The lines from the start of the data up to and including the one with "let (schema, output)" should be returned exactly, and nothing else.

◇ ◇ ◇ ◇ ◇ ◇ ◇

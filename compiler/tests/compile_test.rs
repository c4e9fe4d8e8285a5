#![cfg(test)]

use std::path::{Path, PathBuf};

use toml2c_compiler::{
    compile_document, compile_file, emit_declaration, emit_implementation,
    gen_source::{emit_free_routine, emit_print_routine, emit_read_routine},
    path,
    verify_identifiers, write_output, GeneratorConfig, T2cError,
};
use toml2c_compiler::writer::CodeWriter;
use toml2c_schema::Schema;

fn fixture() -> Schema {
    serde_json::from_str(include_str!("fixtures/nested.json")).expect("fixture should load")
}

fn compile(name: &str, text: &str) -> (Schema, String, String) {
    let (schema, output) = compile_document(Path::new(name), text, &GeneratorConfig::default())
        .expect("compile_document failed");
    (schema, output.header.contents, output.source.contents)
}

/// Lines of the root record block, between `typedef struct {` and its close.
fn record_body<'a>(header: &'a str, type_name: &str) -> Vec<&'a str> {
    let close = format!("}} {};", type_name);
    header
        .lines()
        .skip_while(|l| *l != "typedef struct {")
        .skip(1)
        .take_while(|l| *l != close)
        .collect()
}

#[test]
fn test_end_to_end_server() {
    let (schema, header, source) = compile("conf/server.toml", include_str!("fixtures/server.toml"));
    assert_eq!(schema.len(), 2);

    assert!(header.contains(
        "typedef struct {\n    char* title;\n    struct {\n        int64_t port;\n        char** tags;\n        size_t tags_len;\n    } server;\n} server_t;\n"
    ));
    assert!(header.contains("int t2c_server_read(const char* file_path, server_t** out);"));

    assert!(source.starts_with("#include \"t2c-server.h\"\n"));
    assert_eq!(source.matches("toml_table_in(").count(), 1);
    assert!(source.contains("if (!(root_server = toml_table_in(root, \"server\"))) {"));
    assert_eq!(source.matches("toml_string_in(").count(), 1);
    assert_eq!(source.matches("toml_int_in(").count(), 1);
    assert!(source.contains("(*out)->title = datum.u.s;"));
    assert!(source.contains("(*out)->server.port = datum.u.i;"));

    // One copy loop bounded by the runtime element count, then the length.
    assert_eq!(source.matches("for (int i = 0; i < toml_array_nelem(arr); ++i) {").count(), 1);
    assert!(source.contains("(*out)->server.tags[i] = datum.u.s;"));
    assert!(source.contains("(*out)->server.tags_len = toml_array_nelem(arr);"));
    assert!(!source.contains("< 2;"));
}

#[test]
fn test_scalar_only_member_count() {
    let text = r#"
        a = 1
        b = 2.0
        c = true
        d = "four"
        e = 1979-05-27
        f = [1, "mixed"]
    "#;
    let (_, header, _) = compile("flat.toml", text);
    let body = record_body(&header, "flat_t");
    assert_eq!(body, ["    int64_t a;", "    double b;", "    bool c;", "    char* d;"]);
}

#[test]
fn test_array_yields_pointer_and_length() {
    let (_, header, _) = compile("arr.toml", "ids = [1, 2, 3]\n");
    assert_eq!(record_body(&header, "arr_t"), ["    int64_t* ids;", "    size_t ids_len;"]);
}

#[test]
fn test_mixed_array_is_silently_dropped() {
    let (schema, header, source) = compile("mixed.toml", "values = [1, \"a\"]\n");
    assert_eq!(schema.fields().count(), 0);
    assert!(record_body(&header, "mixed_t").is_empty());
    assert!(!source.contains("values"));
    assert_eq!(verify_identifiers(&schema), ["The record type \"mixed_t\" has no members"]);
}

#[test]
fn test_member_paths_agree_across_passes() {
    let schema = fixture();
    let header = emit_declaration(&schema, &GeneratorConfig::default());
    let source = emit_implementation(&schema, &GeneratorConfig::default());

    for (node, field) in schema.fields() {
        let member = path::member(&schema, node, &field.name);
        assert_eq!(member.matches('.').count(), schema.node(node).depth);

        // Declared inside the block of its table, at the table's depth.
        let indent = "    ".repeat(schema.node(node).depth + 1);
        let declared = format!("\n{}{} {};\n", indent, field.kind.c_type(), field.name);
        assert!(header.contains(&declared), "{} not declared", member);

        assert!(source.contains(&format!("(*out)->{}", member)), "{} not read", member);
        assert!(source.contains(&format!("value->{}", member)), "{} not printed", member);
    }
}

#[test]
fn test_handles_are_declared_before_lookups() {
    let schema = fixture();
    let symbols = GeneratorConfig::default().symbols(&schema);
    let mut out = CodeWriter::new();
    emit_read_routine(&schema, &symbols, &mut out);
    let text = out.into_string();

    let declaration = "toml_table_t *root_http, *root_http_limits, *root_log;";
    let declared_at = text.find(declaration).expect("handles not declared");

    let lookups: Vec<&str> = text.lines().filter(|l| l.contains("toml_table_in(")).map(str::trim).collect();
    assert_eq!(
        lookups,
        [
            "if (!(root_http = toml_table_in(root, \"http\"))) {",
            "if (!(root_http_limits = toml_table_in(root_http, \"limits\"))) {",
            "if (!(root_log = toml_table_in(root, \"log\"))) {",
        ]
    );
    assert!(text.find(lookups[0]).unwrap() > declared_at);

    for id in schema.descendants() {
        let parent = path::parent(&schema, id);
        assert!(parent == "root" || text.contains(&format!("*{}", parent)));
    }
}

#[test]
fn test_lookup_failure_is_fatal() {
    let schema = fixture();
    let source = emit_implementation(&schema, &GeneratorConfig::default());
    assert!(source.contains(
        "fprintf(stderr, \"t2c_service_read() failed: failed locating [http.limits] table\\n\");"
    ));
    assert!(source.contains("failed locating key 'http.allowed-hosts'"));
    // Every failure after the parse releases the document; the three before it cannot.
    let releasing = source.matches("        toml_free(root);\n        return 1;\n").count();
    assert_eq!(releasing, 3 + 10);
    assert_eq!(source.matches("return 1;").count(), releasing + 3);
}

#[test]
fn test_print_routine_order() {
    let schema = fixture();
    let symbols = GeneratorConfig::default().symbols(&schema);
    let mut out = CodeWriter::new();
    emit_print_routine(&schema, &symbols, &mut out);
    let text = out.into_string();

    let printed: Vec<&str> = text.lines().map(str::trim).filter(|l| l.starts_with("printf(\"service.")).collect();
    assert_eq!(
        printed,
        [
            "printf(\"service.name = %s\\n\", value->name);",
            "printf(\"service.workers = %\" PRId64 \"\\n\", value->workers);",
            "printf(\"service.http.port = %\" PRId64 \"\\n\", value->http.port);",
            "printf(\"service.http.tls = %s\\n\", value->http.tls ? \"true\" : \"false\");",
            "printf(\"service.http.allowed_hosts[%zu] = %s\\n\", i, value->http.allowed_hosts[i]);",
            "printf(\"service.http.limits.rate = %f\\n\", value->http.limits.rate);",
            "printf(\"service.http.limits.burst[%zu] = %\" PRId64 \"\\n\", i, value->http.limits.burst[i]);",
            "printf(\"service.log.level = %s\\n\", value->log.level);",
            "printf(\"service.log.ratios[%zu] = %f\\n\", i, value->log.ratios[i]);",
            "printf(\"service.log.verbose = %s\\n\", value->log.verbose ? \"true\" : \"false\");",
        ]
    );
    assert!(text.contains("printf(\"Read service.toml values:\\n\");"));
}

#[test]
fn test_free_covers_exactly_heap_fields() {
    let schema = fixture();
    let symbols = GeneratorConfig::default().symbols(&schema);
    let mut out = CodeWriter::new();
    emit_free_routine(&schema, &symbols, &mut out);
    let text = out.into_string();

    let freed: Vec<&str> = text
        .lines()
        .map(str::trim)
        .filter_map(|l| l.strip_prefix("free(value->"))
        .filter(|l| !l.ends_with("[i]);"))
        .map(|l| l.trim_end_matches(");"))
        .collect();
    assert_eq!(freed, ["name", "http.allowed_hosts", "http.limits.burst", "log.level", "log.ratios"]);

    let expected: Vec<String> = schema
        .fields()
        .filter(|(_, f)| f.kind.owns_heap())
        .map(|(id, f)| path::member(&schema, id, &f.name))
        .collect();
    assert_eq!(freed, expected);

    assert_eq!(text.matches("free(value->http.allowed_hosts[i]);").count(), 1);
    assert!(text.trim_end().ends_with("free(value);\n}"));
}

#[test]
fn test_sanitized_keys_collide() {
    let (schema, header, source) = compile("dup.toml", "a-b = 1\na_b = 2\n");
    assert_eq!(header.matches("    int64_t a_b;\n").count(), 2);
    assert_eq!(source.matches("toml_int_in(root, \"a-b\")").count(), 1);
    assert_eq!(source.matches("toml_int_in(root, \"a_b\")").count(), 1);
    assert_eq!(verify_identifiers(&schema).len(), 1);
}

#[test]
fn test_underscore_keys_read_their_own_document() {
    let (_, _, source) = compile("pool.toml", "max_conn = 5\n[pool_opts]\nidle-timeout = 30\n");
    assert!(source.contains("datum = toml_int_in(root, \"max_conn\");"));
    assert!(source.contains("if (!(root_pool_opts = toml_table_in(root, \"pool_opts\"))) {"));
    assert!(source.contains("datum = toml_int_in(root_pool_opts, \"idle-timeout\");"));
    assert!(source.contains("(*out)->pool_opts.idle_timeout = datum.u.i;"));
    assert!(!source.contains("\"max-conn\""));
}

#[test]
fn test_flattened_handles_collide() {
    let (schema, _, source) = compile("collide.toml", "[x.y]\na = 1\n[x_y]\nb = 2\n");
    assert!(source.contains("toml_table_t *root_x, *root_x_y, *root_x_y;"));
    let warnings = verify_identifiers(&schema);
    assert_eq!(warnings, ["The table handle \"root_x_y\" is bound twice"]);
}

#[test]
fn test_tables_without_members_are_reported() {
    let (schema, header, _) = compile("dates.toml", "when = 1979-05-27\n");
    assert!(header.contains("typedef struct {\n} dates_t;\n"));
    assert_eq!(verify_identifiers(&schema), ["The record type \"dates_t\" has no members"]);

    let (schema, _, _) = compile("empty.toml", "a = 1\n[t]\nwhen = 1979-05-27\n");
    assert_eq!(verify_identifiers(&schema), ["The table \"t\" has no members"]);
}

#[test]
fn test_control_characters_in_keys_use_octal_escapes() {
    let (_, _, source) = compile("ctl.toml", "\"a\\u0001b\" = 1\n");
    assert!(source.contains("toml_int_in(root, \"a\\001b\")"));
    assert!(!source.contains("\\u0001"));
}

#[test]
fn test_parse_failure() {
    let result = compile_document(Path::new("bad.toml"), "key = = 1", &GeneratorConfig::default());
    match result {
        Err(T2cError::ParseError { path, message }) => {
            assert_eq!(path, PathBuf::from("bad.toml"));
            assert!(!message.is_empty());
        }
        other => panic!("expected a parse error, got {:?}", other.map(|(s, _)| s)),
    }
}

#[test]
fn test_missing_file() {
    let result = compile_file(Path::new("does/not/exist.toml"), &GeneratorConfig::default());
    assert!(matches!(result, Err(T2cError::Read { .. })));
}

#[test]
fn test_prefix_configuration() {
    let config = GeneratorConfig::default().with_prefix(Some("acme".into()));
    let (_, output) = compile_document(Path::new("my-app.toml"), "x = 1\n", &config).unwrap();
    assert_eq!(output.header.file_name, "acme-my_app.h");
    assert_eq!(output.source.file_name, "acme-my_app.c");
    assert!(output.source.contents.contains("int acme_my_app_read(const char* file_path, my_app_t** out) {"));

    let bare = GeneratorConfig::default().with_prefix(None);
    let (_, output) = compile_document(Path::new("my-app.toml"), "x = 1\n", &bare).unwrap();
    assert_eq!(output.header.file_name, "my_app.h");
    assert!(output.source.contents.starts_with("#include \"my_app.h\"\n"));
    assert!(output.source.contents.contains("void my_app_free(my_app_t* value) {"));
}

#[test]
fn test_write_output() {
    let dir = std::env::temp_dir().join(format!("toml2c-write-{}", std::process::id()));
    std::fs::create_dir_all(&dir).unwrap();

    let (_, output) = compile_document(Path::new("out.toml"), "x = 1\n", &GeneratorConfig::default()).unwrap();
    write_output(&output, &dir).unwrap();
    assert_eq!(std::fs::read_to_string(dir.join("t2c-out.h")).unwrap(), output.header.contents);
    assert_eq!(std::fs::read_to_string(dir.join("t2c-out.c")).unwrap(), output.source.contents);

    let missing = dir.join("missing");
    assert!(matches!(write_output(&output, &missing), Err(T2cError::Write { .. })));

    std::fs::remove_dir_all(&dir).unwrap();
}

◇ ◇ ◇ ◇ ◇ ◇ ◇

◆ **ANSWER SECTION**:
filename compiler/tests/compile_test.rs
repository c4e9fe4d8e8285a5
#![cfg(test)]

use std::path::{Path, PathBuf};

use toml2c_compiler::{
    compile_document, compile_file, emit_declaration, emit_implementation,
    gen_source::{emit_free_routine, emit_print_routine, emit_read_routine},
    path,
    verify_identifiers, write_output, GeneratorConfig, T2cError,
};
use toml2c_compiler::writer::CodeWriter;
use toml2c_schema::Schema;

fn fixture() -> Schema {
    serde_json::from_str(include_str!("fixtures/nested.json")).expect("fixture should load")
}

fn compile(name: &str, text: &str) -> (Schema, String, String) {
    let (schema, output) = compile_document(Path::new(name), text, &GeneratorConfig::default())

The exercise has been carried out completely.